Following pressure from the British Equine Veterinary Association (BEVA) and the RCVS last week, Amazon removed its £3.99 Animal Guard pet microchip — which is marketed to be syringed into dogs, cat, birds and horses.
But there are still DIY microchips available through other online shopping websites, such as eBay.
Keith Chandler, president of the British Equine Veterinary Association (BEVA), said that microchipping horses is a potentially dangerous procedure. It contravenes veterinary legislation if carried out by non-professionals.

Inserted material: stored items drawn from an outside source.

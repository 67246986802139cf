//! Interaction gate
//!
//! Two small state machines sit in front of the deck engine:
//! - `BusyGate` keeps at most one animated transition in flight and walks it
//!   through its named phases as time is fed in.
//! - `PressClassifier` turns one press on the combined Undo/Reset control into
//!   a tap or a hold.
//!
//! Time is always supplied by the caller in milliseconds.

use serde::{Deserialize, Serialize};

pub type Millis = u64;

pub const LONG_PRESS_MS: Millis = 700;

#[derive(Debug, Clone, Copy, Serialize, Deserialize, PartialEq, Eq, Hash)]
#[serde(rename_all = "camelCase")]
pub enum AnimatedAction {
    Draw,
    Shuffle,
    Reset,
}

#[derive(Debug, Clone, Copy, Serialize, Deserialize, PartialEq, Eq, Hash)]
#[serde(rename_all = "camelCase")]
pub enum Phase {
    /// Current face leaves; the pile mutation lands when this ends
    Conceal,
    /// New face arrives; the gate opens when this ends
    Reveal,
}

#[derive(Debug, Clone, Copy, Serialize, Deserialize, PartialEq, Eq)]
#[serde(rename_all = "camelCase")]
pub struct Timings {
    pub draw_conceal: Millis,
    pub draw_reveal: Millis,
    pub shuffle_conceal: Millis,
    pub shuffle_reveal: Millis,
    pub reset_conceal: Millis,
    pub reset_reveal: Millis,
    pub long_press: Millis,
}

impl Default for Timings {
    fn default() -> Self {
        Self {
            draw_conceal: 180,
            draw_reveal: 180,
            shuffle_conceal: 180,
            shuffle_reveal: 180,
            reset_conceal: 180,
            reset_reveal: 0,
            long_press: LONG_PRESS_MS,
        }
    }
}

impl Timings {
    pub fn phase_duration(&self, action: AnimatedAction, phase: Phase) -> Millis {
        match (action, phase) {
            (AnimatedAction::Draw, Phase::Conceal) => self.draw_conceal,
            (AnimatedAction::Draw, Phase::Reveal) => self.draw_reveal,
            (AnimatedAction::Shuffle, Phase::Conceal) => self.shuffle_conceal,
            (AnimatedAction::Shuffle, Phase::Reveal) => self.shuffle_reveal,
            (AnimatedAction::Reset, Phase::Conceal) => self.reset_conceal,
            (AnimatedAction::Reset, Phase::Reveal) => self.reset_reveal,
        }
    }

    /// Time from acceptance until the gate opens again
    pub fn total(&self, action: AnimatedAction) -> Millis {
        self.phase_duration(action, Phase::Conceal) + self.phase_duration(action, Phase::Reveal)
    }
}

#[derive(Debug, Clone, Copy, PartialEq, Eq)]
pub enum GateEvent {
    /// Conceal finished: apply the pending pile mutation
    Apply(AnimatedAction),
    /// Reveal finished: the gate is idle again
    Settled(AnimatedAction),
}

#[derive(Debug, Clone, Copy, PartialEq, Eq)]
struct Transition {
    action: AnimatedAction,
    phase: Phase,
    due_at: Millis,
}

#[derive(Debug, Clone, Default, PartialEq, Eq)]
pub struct BusyGate {
    transition: Option<Transition>,
}

impl BusyGate {
    pub fn new() -> Self {
        Self::default()
    }

    pub fn is_busy(&self) -> bool {
        self.transition.is_some()
    }

    pub fn current(&self) -> Option<(AnimatedAction, Phase)> {
        self.transition.map(|t| (t.action, t.phase))
    }

    /// Enters the busy state for `action`. Returns false, leaving the running
    /// transition untouched, when already busy.
    pub fn begin(&mut self, action: AnimatedAction, now: Millis, timings: &Timings) -> bool {
        if self.is_busy() {
            return false;
        }
        self.transition = Some(Transition {
            action,
            phase: Phase::Conceal,
            due_at: now + timings.phase_duration(action, Phase::Conceal),
        });
        true
    }

    /// Runs every phase end that is due by `now`, in order
    pub fn advance(&mut self, now: Millis, timings: &Timings) -> Vec<GateEvent> {
        let mut events = vec![];
        while let Some(transition) = self.transition {
            if now < transition.due_at {
                break;
            }
            match transition.phase {
                Phase::Conceal => {
                    events.push(GateEvent::Apply(transition.action));
                    self.transition = Some(Transition {
                        phase: Phase::Reveal,
                        due_at: transition.due_at
                            + timings.phase_duration(transition.action, Phase::Reveal),
                        ..transition
                    });
                }
                Phase::Reveal => {
                    events.push(GateEvent::Settled(transition.action));
                    self.transition = None;
                }
            }
        }
        events
    }
}

#[derive(Debug, Clone, Copy, PartialEq, Eq)]
pub enum Release {
    /// Finger or button lifted over the control
    Normal,
    /// Pointer left the control or the touch sequence was aborted
    Cancelled,
}

#[derive(Debug, Clone, Copy, Serialize, Deserialize, PartialEq, Eq)]
#[serde(rename_all = "camelCase")]
pub enum Gesture {
    Tap,
    Hold,
}

#[derive(Debug, Clone, PartialEq, Eq)]
pub struct PressClassifier {
    threshold: Millis,
    pressed_since: Option<Millis>,
}

impl PressClassifier {
    pub fn new(threshold: Millis) -> Self {
        Self {
            threshold,
            pressed_since: None,
        }
    }

    /// Starts a press unless the gate is busy or a press is already running
    pub fn press_start(&mut self, now: Millis, busy: bool) -> bool {
        if busy || self.pressed_since.is_some() {
            return false;
        }
        self.pressed_since = Some(now);
        true
    }

    /// Fires `Hold` once the long-press deadline has been reached
    pub fn poll(&mut self, now: Millis) -> Option<Gesture> {
        match self.pressed_since {
            Some(since) if now.saturating_sub(since) >= self.threshold => {
                self.pressed_since = None;
                Some(Gesture::Hold)
            }
            _ => None,
        }
    }

    pub fn press_end(&mut self, now: Millis, release: Release) -> Option<Gesture> {
        // A deadline that passed without a poll still counts as fired
        if let Some(hold) = self.poll(now) {
            return Some(hold);
        }
        self.pressed_since.take()?;
        match release {
            Release::Normal => Some(Gesture::Tap),
            Release::Cancelled => None,
        }
    }

    pub fn is_holding(&self) -> bool {
        self.pressed_since.is_some()
    }

    /// Progress towards the hold threshold, for a progress ring
    pub fn hold_fraction(&self, now: Millis) -> f32 {
        match self.pressed_since {
            Some(_) if self.threshold == 0 => 1.0,
            Some(since) => (now.saturating_sub(since) as f32 / self.threshold as f32).min(1.0),
            None => 0.0,
        }
    }
}

#[cfg(test)]
mod tests {
    use super::*;

    #[test]
    fn test_gate_rejects_while_busy() {
        let timings = Timings::default();
        let mut gate = BusyGate::new();
        assert!(gate.begin(AnimatedAction::Draw, 0, &timings));
        assert!(!gate.begin(AnimatedAction::Shuffle, 10, &timings));
        assert_eq!(gate.current(), Some((AnimatedAction::Draw, Phase::Conceal)));
    }

    #[test]
    fn test_phases_run_in_order() {
        let timings = Timings::default();
        let mut gate = BusyGate::new();
        gate.begin(AnimatedAction::Draw, 1000, &timings);

        assert!(gate.advance(1179, &timings).is_empty());
        assert_eq!(
            gate.advance(1180, &timings),
            vec![GateEvent::Apply(AnimatedAction::Draw)]
        );
        assert_eq!(gate.current(), Some((AnimatedAction::Draw, Phase::Reveal)));
        assert!(gate.is_busy());

        assert!(gate.advance(1359, &timings).is_empty());
        assert_eq!(
            gate.advance(1360, &timings),
            vec![GateEvent::Settled(AnimatedAction::Draw)]
        );
        assert!(!gate.is_busy());
    }

    #[test]
    fn test_late_advance_runs_whole_sequence() {
        let timings = Timings::default();
        let mut gate = BusyGate::new();
        gate.begin(AnimatedAction::Shuffle, 0, &timings);
        assert_eq!(
            gate.advance(10_000, &timings),
            vec![
                GateEvent::Apply(AnimatedAction::Shuffle),
                GateEvent::Settled(AnimatedAction::Shuffle)
            ]
        );
        assert!(!gate.is_busy());
    }

    #[test]
    fn test_zero_length_reveal_settles_with_apply() {
        let timings = Timings::default();
        let mut gate = BusyGate::new();
        gate.begin(AnimatedAction::Reset, 0, &timings);
        assert_eq!(
            gate.advance(timings.reset_conceal, &timings),
            vec![
                GateEvent::Apply(AnimatedAction::Reset),
                GateEvent::Settled(AnimatedAction::Reset)
            ]
        );
    }

    #[test]
    fn test_hold_fires_once() {
        let mut press = PressClassifier::new(LONG_PRESS_MS);
        assert!(press.press_start(0, false));
        assert_eq!(press.poll(699), None);
        assert_eq!(press.poll(700), Some(Gesture::Hold));
        assert_eq!(press.poll(800), None);
        assert_eq!(press.press_end(900, Release::Normal), None);
    }

    #[test]
    fn test_quick_release_is_a_tap() {
        let mut press = PressClassifier::new(LONG_PRESS_MS);
        press.press_start(0, false);
        assert_eq!(press.poll(300), None);
        assert_eq!(press.press_end(300, Release::Normal), Some(Gesture::Tap));
        assert!(!press.is_holding());
    }

    #[test]
    fn test_cancel_fires_nothing() {
        let mut press = PressClassifier::new(LONG_PRESS_MS);
        press.press_start(0, false);
        assert_eq!(press.press_end(200, Release::Cancelled), None);
        // Deadline must be disarmed
        assert_eq!(press.poll(5000), None);
    }

    #[test]
    fn test_release_after_missed_deadline_is_a_hold() {
        let mut press = PressClassifier::new(LONG_PRESS_MS);
        press.press_start(100, false);
        assert_eq!(press.press_end(900, Release::Normal), Some(Gesture::Hold));
    }

    #[test]
    fn test_press_ignored_while_busy() {
        let mut press = PressClassifier::new(LONG_PRESS_MS);
        assert!(!press.press_start(0, true));
        assert!(!press.is_holding());
        assert_eq!(press.press_end(100, Release::Normal), None);
    }

    #[test]
    fn test_hold_fraction() {
        let mut press = PressClassifier::new(LONG_PRESS_MS);
        assert_eq!(press.hold_fraction(0), 0.0);
        press.press_start(1000, false);
        assert!((press.hold_fraction(1350) - 0.5).abs() < 1e-6);
        assert_eq!(press.hold_fraction(5000), 1.0);
    }
}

“With dogs and cats the microchip goes under the skin, but with horses DIY insertion can go very wrong — risking abscesses or infection.
“It has to be inserted directly into the nuchal ligament [thick connective tissue running along upper part of spine].”
The RCVS confirmed that it had received complaints from the public and vets.
“The sale of the product itself might not be illegal, but we are concerned that it is being advertised as a ‘do-it-yourself’ product and have written to the listed seller to express our concerns and remind them of the legislative position in the UK,” said Ian Holloway of the RCVS.
Insertion of a microchip into a horse is an act of veterinary surgery, protected under the Veterinary Surgeons Act 1966.